_What you need to do_: Set down word for word the lines that begin the entries and run through the line containing "use std::process::Stdio;". Give nothing further.

Data records START

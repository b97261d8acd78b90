//! Bounded transfer dispatch
//!
//! Jobs are admitted in selection order, one per pending (repository, tag,
//! arch). While the number of live transfers is at the ceiling the dispatcher
//! polls the children it owns and sleeps between polls. The dispatcher is the
//! only writer of tag records while transfers run, so reverting a failed tag
//! never races another job on the same record.

use crate::inspect::TagLookup;
use crate::tags::{TagDiffer, TagStore};
use crate::transfer::JobLauncher;
use chrono::Utc;
use nix::sys::signal::{self, Signal};
use nix::unistd::Pid;
use prewarm_core::config::{DEFAULT_MAX_REQUESTS, DEFAULT_POLL_INTERVAL_SECS};
use prewarm_core::types::{Job, JobArch, JobOutcome};
use prewarm_core::{Error, Result};
use std::fs::{File, OpenOptions};
use std::future::Future;
use std::io::Write;
use std::path::{Path, PathBuf};
use std::pin::Pin;
use std::process::Stdio;
use std::time::Duration;
use tokio::process::Child;
use tracing::{debug, error, info, warn};

/// Last header line of a job log; the transfer output follows it
pub const LOG_OUTPUT_MARKER: &str = "# --- output ---";

/// Future that resolves when the run should stop
pub type ShutdownSignal<'a> = Pin<Box<dyn Future<Output = ()> + Send + 'a>>;

/// Dispatch tunables
#[derive(Debug, Clone)]
pub struct DispatchOptions {
    /// Ceiling on live transfer processes
    pub max_requests: usize,
    /// Sleep between liveness polls while at the ceiling or draining
    pub poll_interval: Duration,
    /// Per-job logs are written below this directory
    pub log_dir: PathBuf,
    /// Only list candidates, touch nothing
    pub dry_run: bool,
}

impl DispatchOptions {
    pub fn new(log_dir: impl Into<PathBuf>) -> Self {
        Self {
            max_requests: DEFAULT_MAX_REQUESTS,
            poll_interval: Duration::from_secs(DEFAULT_POLL_INTERVAL_SECS),
            log_dir: log_dir.into(),
            dry_run: false,
        }
    }

    pub fn with_max_requests(mut self, max_requests: usize) -> Self {
        self.max_requests = max_requests.max(1);
        self
    }

    pub fn with_poll_interval(mut self, poll_interval: Duration) -> Self {
        self.poll_interval = poll_interval;
        self
    }

    pub fn with_dry_run(mut self, dry_run: bool) -> Self {
        self.dry_run = dry_run;
        self
    }
}

/// What a dispatch run did
#[derive(Debug, Clone, Default, PartialEq, Eq)]
pub struct DispatchReport {
    /// (repository, arch) pairs listed by a dry run
    pub candidates: usize,
    /// Transfer processes started
    pub admitted: usize,
    pub succeeded: usize,
    pub failed: usize,
    pub interrupted: usize,
    /// Pairs skipped because their upstream tags could not be read
    pub skipped: usize,
    /// Highest number of simultaneously live transfers
    pub peak_live: usize,
    /// Jobs that exited unsuccessfully, in completion order
    pub failed_jobs: Vec<Job>,
}

impl DispatchReport {
    /// No failed transfers and no skipped pairs
    pub fn is_clean(&self) -> bool {
        self.failed == 0 && self.skipped == 0
    }
}

struct RunningJob {
    job: Job,
    child: Child,
    log_path: PathBuf,
}

/// Admits transfer jobs under a concurrency ceiling
pub struct Dispatcher<'a> {
    options: DispatchOptions,
    store: &'a TagStore,
    lookup: &'a dyn TagLookup,
    launcher: &'a dyn JobLauncher,
    shutdown: ShutdownSignal<'a>,
    running: Vec<RunningJob>,
    report: DispatchReport,
    next_seq: usize,
}

impl<'a> Dispatcher<'a> {
    pub fn new(
        options: DispatchOptions,
        store: &'a TagStore,
        lookup: &'a dyn TagLookup,
        launcher: &'a dyn JobLauncher,
    ) -> Self {
        Self {
            options,
            store,
            lookup,
            launcher,
            shutdown: Box::pin(std::future::pending()),
            running: Vec::new(),
            report: DispatchReport::default(),
            next_seq: 0,
        }
    }

    /// Stop the run when `signal` resolves
    ///
    /// Live transfers are sent SIGTERM, awaited and their tags reverted; the
    /// run then fails with [`Error::Interrupted`].
    pub fn with_shutdown(mut self, signal: impl Future<Output = ()> + Send + 'a) -> Self {
        self.shutdown = Box::pin(signal);
        self
    }

    /// Per-job log location: `<log_dir>/<repository>/<tag>-<arch>.log`
    ///
    /// A repository listed twice can queue the same tag again while the first
    /// transfer is still live. That job logs to `<tag>-<arch>.<seq>.log` so
    /// neither job truncates or removes the other's log.
    pub fn job_log_path(&self, job: &Job) -> PathBuf {
        let dir = self
            .options
            .log_dir
            .join(job.repository.trim_start_matches('/'));
        let path = dir.join(format!("{}-{}.log", job.tag, job.arch));
        if self.running.iter().any(|r| r.log_path == path) {
            return dir.join(format!("{}-{}.{}.log", job.tag, job.arch, job.seq));
        }
        path
    }

    /// Dispatch every pending tag of every selected repository
    ///
    /// Transfer failures and unreadable upstream tags are recorded in the
    /// report. An interrupt, a transfer process that cannot be started or a
    /// tag record that cannot be read or written end the run early.
    pub async fn run(mut self, selection: &[String], arches: &[JobArch]) -> Result<DispatchReport> {
        if self.options.dry_run {
            self.list_candidates(selection, arches);
            return Ok(self.report);
        }

        let differ = TagDiffer::new(self.store, self.lookup);
        for repository in selection {
            for &arch in arches {
                let lookup = differ.pending_tags(repository, arch);
                let pending = tokio::select! {
                    result = lookup => result,
                    _ = &mut self.shutdown => return Err(self.interrupt().await),
                };

                let pending = match pending {
                    Ok(tags) => tags,
                    Err(e @ Error::Command { .. }) => {
                        warn!("Skipping {} [{}]: {}", repository, arch, e);
                        self.report.skipped += 1;
                        continue;
                    }
                    Err(e) => {
                        error!("Tag record of {} [{}] unusable: {}", repository, arch, e);
                        self.terminate_all().await;
                        return Err(e);
                    }
                };

                let mut remaining = pending.into_iter();
                while let Some(tag) = remaining.next() {
                    if let Err(e) = self.wait_below(self.options.max_requests).await {
                        let unadmitted: Vec<String> =
                            std::iter::once(tag).chain(remaining).collect();
                        self.revert_unadmitted(repository, arch, &unadmitted);
                        return Err(e);
                    }

                    self.next_seq += 1;
                    let job = Job::new(self.next_seq, repository.as_str(), tag, arch);
                    if let Err(e) = self.launch(&job) {
                        error!("Failed to start transfer of {}: {}", job, e);
                        let unadmitted: Vec<String> =
                            std::iter::once(job.tag.clone()).chain(remaining).collect();
                        self.revert_unadmitted(repository, arch, &unadmitted);
                        self.terminate_all().await;
                        return Err(e);
                    }
                }
            }
        }

        self.wait_below(1).await?;
        Ok(self.report)
    }

    fn list_candidates(&mut self, selection: &[String], arches: &[JobArch]) {
        for repository in selection {
            for arch in arches {
                self.next_seq += 1;
                self.report.candidates += 1;
                info!("  ({}) - {} [{}]", self.next_seq, repository, arch);
            }
        }
    }

    fn launch(&mut self, job: &Job) -> Result<()> {
        let prepared = self.launcher.prepare(job)?;
        let log_path = self.job_log_path(job);
        let log = open_job_log(&log_path, job, &prepared.display)?;

        let mut command = prepared.command;
        command
            .stdout(Stdio::from(log.try_clone()?))
            .stderr(Stdio::from(log))
            .kill_on_drop(true);

        let child = command
            .spawn()
            .map_err(|e| Error::command(format!("Failed to spawn transfer for {}: {}", job, e)))?;

        info!("({}) Transferring {}", job.seq, job);
        self.running.push(RunningJob {
            job: job.clone(),
            child,
            log_path,
        });
        self.report.admitted += 1;
        self.report.peak_live = self.report.peak_live.max(self.running.len());
        Ok(())
    }

    /// Poll until fewer than `limit` transfers are live
    async fn wait_below(&mut self, limit: usize) -> Result<()> {
        loop {
            self.reap();
            if self.running.len() < limit {
                return Ok(());
            }

            let poll = tokio::time::sleep(self.options.poll_interval);
            tokio::select! {
                _ = poll => {}
                _ = &mut self.shutdown => return Err(self.interrupt().await),
            }
        }
    }

    /// Collect every child that has exited
    fn reap(&mut self) {
        let mut index = 0;
        while index < self.running.len() {
            match self.running[index].child.try_wait() {
                Ok(None) => index += 1,
                Ok(Some(status)) => {
                    let finished = self.running.remove(index);
                    let outcome = if status.success() {
                        JobOutcome::Succeeded
                    } else {
                        debug!("{} exited with {}", finished.job, status);
                        JobOutcome::Failed
                    };
                    self.finish(finished, outcome);
                }
                Err(e) => {
                    let finished = self.running.remove(index);
                    warn!("Lost track of transfer {}: {}", finished.job, e);
                    self.finish(finished, JobOutcome::Failed);
                }
            }
        }
    }

    fn finish(&mut self, finished: RunningJob, outcome: JobOutcome) {
        let RunningJob { job, log_path, .. } = finished;
        match outcome {
            JobOutcome::Succeeded => {
                self.report.succeeded += 1;
                debug!("({}) Finished {}", job.seq, job);
                if let Err(e) = std::fs::remove_file(&log_path) {
                    if e.kind() != std::io::ErrorKind::NotFound {
                        warn!("Failed to remove {}: {}", log_path.display(), e);
                    }
                }
            }
            JobOutcome::Failed => {
                self.report.failed += 1;
                warn!(
                    "({}) Transfer of {} failed, see {}",
                    job.seq,
                    job,
                    log_path.display()
                );
                self.revert(&job);
                self.report.failed_jobs.push(job);
            }
            JobOutcome::Interrupted => {
                self.report.interrupted += 1;
                self.revert(&job);
            }
        }
    }

    fn revert(&self, job: &Job) {
        if let Err(e) = self.store.revert(&job.repository, job.arch, &job.tag) {
            error!("Failed to revert {} in tag record: {}", job, e);
        }
    }

    /// Tags recorded as attempted whose job never started
    fn revert_unadmitted(&self, repository: &str, arch: JobArch, tags: &[String]) {
        if let Err(e) = self.store.revert_all(repository, arch, tags) {
            error!(
                "Failed to revert {} unstarted tags of {} [{}]: {}",
                tags.len(),
                repository,
                arch,
                e
            );
        }
    }

    async fn interrupt(&mut self) -> Error {
        warn!(
            "Interrupted, terminating {} running transfers",
            self.running.len()
        );
        self.terminate_all().await;
        Error::Interrupted
    }

    /// SIGTERM every live child, wait for all of them and settle their tags
    async fn terminate_all(&mut self) {
        let running = std::mem::take(&mut self.running);

        for entry in &running {
            if let Some(pid) = entry.child.id() {
                if let Err(e) = signal::kill(Pid::from_raw(pid as i32), Signal::SIGTERM) {
                    debug!("SIGTERM to {} ({}) failed: {}", entry.job, pid, e);
                }
            }
        }

        for mut entry in running {
            let outcome = match entry.child.wait().await {
                Ok(status) if status.success() => JobOutcome::Succeeded,
                Ok(_) => JobOutcome::Interrupted,
                Err(e) => {
                    warn!("Failed to wait for {}: {}", entry.job, e);
                    JobOutcome::Interrupted
                }
            };
            self.finish(entry, outcome);
        }
    }
}

fn open_job_log(path: &Path, job: &Job, command: &str) -> Result<File> {
    if let Some(parent) = path.parent() {
        std::fs::create_dir_all(parent)?;
    }

    let mut file = OpenOptions::new()
        .create(true)
        .write(true)
        .truncate(true)
        .open(path)?;
    writeln!(file, "# Job: {}", job)?;
    writeln!(
        file,
        "# Started: {}",
        Utc::now().format("%Y-%m-%dT%H:%M:%SZ")
    )?;
    writeln!(file, "# Command: {}", command)?;
    writeln!(file, "{}", LOG_OUTPUT_MARKER)?;
    Ok(file)
}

Data records END

_Answer section_:
repository b97261d8acd78b90
//! Bounded transfer dispatch
//!
//! Jobs are admitted in selection order, one per pending (repository, tag,
//! arch). While the number of live transfers is at the ceiling the dispatcher
//! polls the children it owns and sleeps between polls. The dispatcher is the
//! only writer of tag records while transfers run, so reverting a failed tag
//! never races another job on the same record.

use crate::inspect::TagLookup;
use crate::tags::{TagDiffer, TagStore};
use crate::transfer::JobLauncher;
use chrono::Utc;
use nix::sys::signal::{self, Signal};
use nix::unistd::Pid;
use prewarm_core::config::{DEFAULT_MAX_REQUESTS, DEFAULT_POLL_INTERVAL_SECS};
use prewarm_core::types::{Job, JobArch, JobOutcome};
use prewarm_core::{Error, Result};
use std::fs::{File, OpenOptions};
use std::future::Future;
use std::io::Write;
use std::path::{Path, PathBuf};
use std::pin::Pin;
use std::process::Stdio;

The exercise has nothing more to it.